Todos los caminos desembocan en la Navidad

Rosa Estévez
Rosa Estévez VILAGARCÍA / LA VOZ

AROUSA

NACHO FEIJOO

05 dic 2012 . Actualizado a las 06:54 h.

Al revés de lo que ocurre con otras celebraciones, que se sabe cuándo empiezan pero no cuándo acaban, las Navidades son unas fiestas cuyo fin está claro -se machan justo detrás de los camellos de los Reyes Magos- pero que pocos saben, a día de hoy, cuándo comienzan. En muchas casas arrancaba la parranda navideña con el sorteo de la Lotería. Pero cuando los premios caían al tiempo que se colocaban los adornos del árbol, aún se cantaban en pesetas. Así que fíjense si ha llovido desde entonces. Ahora, tanto tiempo después -o tan poco- la Navidad se adelanta hasta casi rozar el mes de octubre, encarnada en las cajas de turrones y las bandejas de dulces que se exponen en los supermercados. O en la cadena interminable de anuncios de juguetes que ponen los dientes largos a los niños de la casa cada vez que se sientan ante el televisor.

Señales que no fallan

Con este calendario trastocado, cada ciudad se aferra a sus relojes propios. Esos que no fallan al dar la hora local o, en este caso, la fecha. En Vilagarcía, uno de esos elementos que dicen si la Navidad ha empezado ya, o si aún no ha llegado el gran momento, es el nacimiento que cada año adorna el escaparate de Galerías Eduardo.
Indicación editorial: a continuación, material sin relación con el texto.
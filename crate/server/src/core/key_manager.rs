use std::sync::Arc;

use hsm_signer_base_hsm::HsmSession;
use hsm_signer_crypto::{
    certificate::{CertificateData, issue_self_signed},
    keys::{KeyPairHandle, Signer, SoftwareSigner},
};
use hsm_signer_interfaces::{InterfaceError, public_key_label};
use openssl::x509::X509;
use time::OffsetDateTime;
use tokio::{sync::Mutex, task::spawn_blocking};
use tracing::{debug, info, warn};
use zeroize::Zeroizing;

use super::{
    cache::ExpiringCache,
    keystore::{KeyReference, KeyStore, KeyStoreEntry, KeyStoreSnapshot},
};
use crate::{
    error::SignerError,
    result::{SResult, SResultHelper},
    signer_ensure,
};

/// Resolves key labels to key pairs and creates new key pairs
pub(crate) struct KeyManager {
    session: Arc<HsmSession>,
    /// Held for the whole creation of a key so that a label is only created once
    keystore: Mutex<KeyStore>,
    snapshot: KeyStoreSnapshot,
    cache: Arc<ExpiringCache<String, KeyPairHandle>>,
    key_size_bits: u32,
    allow_software_fallback: bool,
}

impl KeyManager {
    pub(crate) fn new(
        session: Arc<HsmSession>,
        keystore: KeyStore,
        snapshot: KeyStoreSnapshot,
        cache: Arc<ExpiringCache<String, KeyPairHandle>>,
        key_size_bits: u32,
        allow_software_fallback: bool,
    ) -> Self {
        Self {
            session,
            keystore: Mutex::new(keystore),
            snapshot,
            cache,
            key_size_bits,
            allow_software_fallback,
        }
    }

    /// The key pair stored under `label`, from the cache when possible.
    ///
    /// A label absent from the keystore is an `ItemNotFound` error and
    /// leaves the cache untouched.
    pub(crate) async fn resolve(&self, label: &str) -> SResult<KeyPairHandle> {
        let label = label.to_owned();
        if let Some(key_pair) = self.cache.get(&label).await {
            debug!("key {label}: cache hit");
            return Ok(key_pair);
        }
        let entry = self
            .keystore
            .lock()
            .await
            .entry(&label)
            .cloned()
            .ok_or_else(|| SignerError::ItemNotFound(format!("no key with the label {label}")))?;

        let certificate = entry.certificate_chain.first().with_context(|| {
            format!("the keystore entry {label} has no certificate")
        })?;
        let public_key = X509::from_pem(certificate.as_bytes())?.public_key()?;
        let private_key: Arc<dyn Signer> = match entry.key {
            KeyReference::Hsm { label: hsm_label } => {
                let provider = self.session.provider()?;
                spawn_blocking(move || provider.private_key(&hsm_label))
                    .await??
                    .ok_or_else(|| {
                        SignerError::CryptographicError(format!(
                            "the HSM holds no private key for {label}"
                        ))
                    })?
            }
            KeyReference::Software {
                encrypted_private_key,
            } => {
                let password = Zeroizing::new(self.session.keystore_password()?.to_owned());
                Arc::new(
                    spawn_blocking(move || {
                        SoftwareSigner::from_encrypted_pkcs8_pem(
                            encrypted_private_key.as_bytes(),
                            &password,
                        )
                    })
                    .await??,
                )
            }
        };
        let key_pair = KeyPairHandle::new(label.clone(), public_key, private_key);
        self.cache.put(label.clone(), key_pair.clone()).await;
        debug!(
            "key {label}: loaded from the keystore ({} cached keys)",
            self.cache.len().await
        );
        Ok(key_pair)
    }

    /// Drop the cached key pair of `label`, which is resolved again on next use
    pub(crate) async fn evict(&self, label: &str) {
        if self.cache.remove(&label.to_owned()).await.is_some() {
            debug!("key {label}: evicted from the cache");
        }
    }

    #[cfg(test)]
    pub(crate) async fn cached_keys(&self) -> usize {
        self.cache.len().await
    }

    /// Generate a key pair under `label`, issue its self-signed certificate
    /// and persist the keystore.
    ///
    /// Returns the confirmation message.
    pub(crate) async fn create_key(&self, label: &str, data: CertificateData) -> SResult<String> {
        signer_ensure!(
            !label.trim().is_empty(),
            SignerError::InvalidRequest("the key label is missing".to_owned())
        );
        data.validate()?;

        let mut keystore = self.keystore.lock().await;
        if keystore.contains(label) {
            return Err(SignerError::LabelExists(label.to_owned()));
        }

        let (key_pair, key) = self.generate_key_pair(label).await?;
        if let Err(e) = self
            .store_key_pair(&mut keystore, label, &key_pair, key, data)
            .await
        {
            if !key_pair.is_software_key() {
                self.destroy_hsm_key_pair(label).await;
            }
            return Err(e);
        }
        drop(keystore);

        let software_key = key_pair.is_software_key();
        self.cache.put(label.to_owned(), key_pair).await;

        let mut confirmation = format!(
            "Created a key pair with the labels {label}, {}",
            public_key_label(label)
        );
        if software_key {
            confirmation.push_str(" (software key: the HSM provider is unavailable)");
        }
        info!("{confirmation}");
        Ok(confirmation)
    }

    /// Issue the certificate of `key_pair` and persist it under `label`.
    ///
    /// On failure the keystore is left without the entry.
    async fn store_key_pair(
        &self,
        keystore: &mut KeyStore,
        label: &str,
        key_pair: &KeyPairHandle,
        key: KeyReference,
        data: CertificateData,
    ) -> SResult<()> {
        let certificate = {
            let key_pair = key_pair.clone();
            spawn_blocking(move || {
                issue_self_signed(
                    key_pair.public_key(),
                    key_pair.private_key(),
                    &data,
                    OffsetDateTime::now_utc(),
                )
            })
            .await??
        };
        let certificate_pem = String::from_utf8(certificate.to_pem()?)
            .context("the certificate PEM is not UTF-8")?;

        keystore.insert(
            label.to_owned(),
            KeyStoreEntry {
                certificate_chain: vec![certificate_pem],
                key,
            },
        )?;
        if let Err(e) = self.snapshot.save(keystore).await {
            keystore.remove(label);
            return Err(e);
        }
        Ok(())
    }

    /// Delete a key pair whose keystore entry could not be stored
    async fn destroy_hsm_key_pair(&self, label: &str) {
        let provider = match self.session.provider() {
            Ok(provider) => provider,
            Err(e) => {
                warn!("key {label}: cannot delete the HSM key pair: {e}");
                return;
            }
        };
        let hsm_label = label.to_owned();
        match spawn_blocking(move || provider.destroy_key_pair(&hsm_label)).await {
            Ok(Ok(())) => info!("key {label}: HSM key pair deleted after a failed creation"),
            Ok(Err(e)) => warn!("key {label}: failed to delete the HSM key pair: {e}"),
            Err(e) => warn!("key {label}: failed to delete the HSM key pair: {e}"),
        }
    }

    async fn generate_key_pair(&self, label: &str) -> SResult<(KeyPairHandle, KeyReference)> {
        let provider = self.session.provider()?;
        let bits = self.key_size_bits;
        let hsm_label = label.to_owned();
        match spawn_blocking(move || provider.generate_rsa_key_pair(&hsm_label, bits)).await? {
            Ok(key_pair) => Ok((
                key_pair,
                KeyReference::Hsm {
                    label: label.to_owned(),
                },
            )),
            Err(InterfaceError::ProviderUnavailable(e)) if self.allow_software_fallback => {
                warn!(
                    "the HSM provider is unavailable ({e}): generating the key {label} in \
                     software"
                );
                self.generate_software_key_pair(label).await
            }
            Err(e) => Err(e.into()),
        }
    }

    async fn generate_software_key_pair(
        &self,
        label: &str,
    ) -> SResult<(KeyPairHandle, KeyReference)> {
        let password = Zeroizing::new(self.session.keystore_password()?.to_owned());
        let bits = self.key_size_bits;
        let (signer, pem) = spawn_blocking(move || {
            let signer = SoftwareSigner::generate_rsa(bits)?;
            let pem = signer.to_encrypted_pkcs8_pem(&password)?;
            Ok::<_, SignerError>((signer, pem))
        })
        .await??;
        let encrypted_private_key =
            String::from_utf8(pem.to_vec()).context("the private key PEM is not UTF-8")?;
        let public_key = signer.public_key()?;
        Ok((
            KeyPairHandle::new(label.to_owned(), public_key, Arc::new(signer)),
            KeyReference::Software {
                encrypted_private_key,
            },
        ))
    }

    pub(crate) async fn list_labels(&self) -> Vec<String> {
        self.keystore.lock().await.labels()
    }
}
Cuando sus pastorcillos pueblan un país de musgo, cuando sus lavanderas golpean la ropa sucia junto a los ríos de papel de plata y el pan se cuece en hornos colocados a la sombra de unas palmeras, podemos afirmar sin temor a equivocarnos que la Navidad ha desembarcado en la capital arousana.

En el camino

Pero en las calles de Vilagarcía hay más señales de lo que se avecina. Miren, por ejemplo, las flores de Pascua que asoman en las jardineras de calles tan céntricas como Rey Daviña. No han nacido ahí por casualidad, ni por ningún milagro propio de la época: las ha colocado el Concello de Vilagarcía para hermosear el corazón de la ciudad.

Que siga el paseo

O más fácil todavía. Más visibles aún que las flores son los escaparates. Échenles un vistazo a cualquiera de ellos y comprobarán que allí la fiesta cuelga de árboles, se descuelga de cintas y brilla en adornos rojos, dorados y blancos. Pueden pensar ustedes que, con esto de la crisis, el nivel de vistosidad de los escaparates ha decaído. Pues de eso nada: puede que falte dinero, pero en Navidades sobra ilusión. Y si la ilusión se adereza con un poco de imaginación, la batalla está ganada.

Y que no falte Papá Noel

De la proximidad de la Navidad también dan cuenta los Papá Noel que ya pueblan las calles. Los que se encaraman a los balcones, aterrorizando a los más pequeños que temen ver a su ídolo de bruces sobre el duro suelo de la calle. Y los que hacen guardia a la puerta de algunos comercios, sonrientes y bien abrigados en trajes que no siempre son de ese color rojo con el que quiso uniformarlos una conocida marca de refrescos. Y es que la Navidad es para todos los colores. Y es para gente de todas las edades. Incluso es para todos esos señores Scrooge que reniegan de la fiesta más familiar de todas las fiestas. Seguro que a todos ellos se les ablanda el corazón cuando ven a un niño con la nariz pegada al cristal de Galerías Eduardo, viendo y viviendo la magia.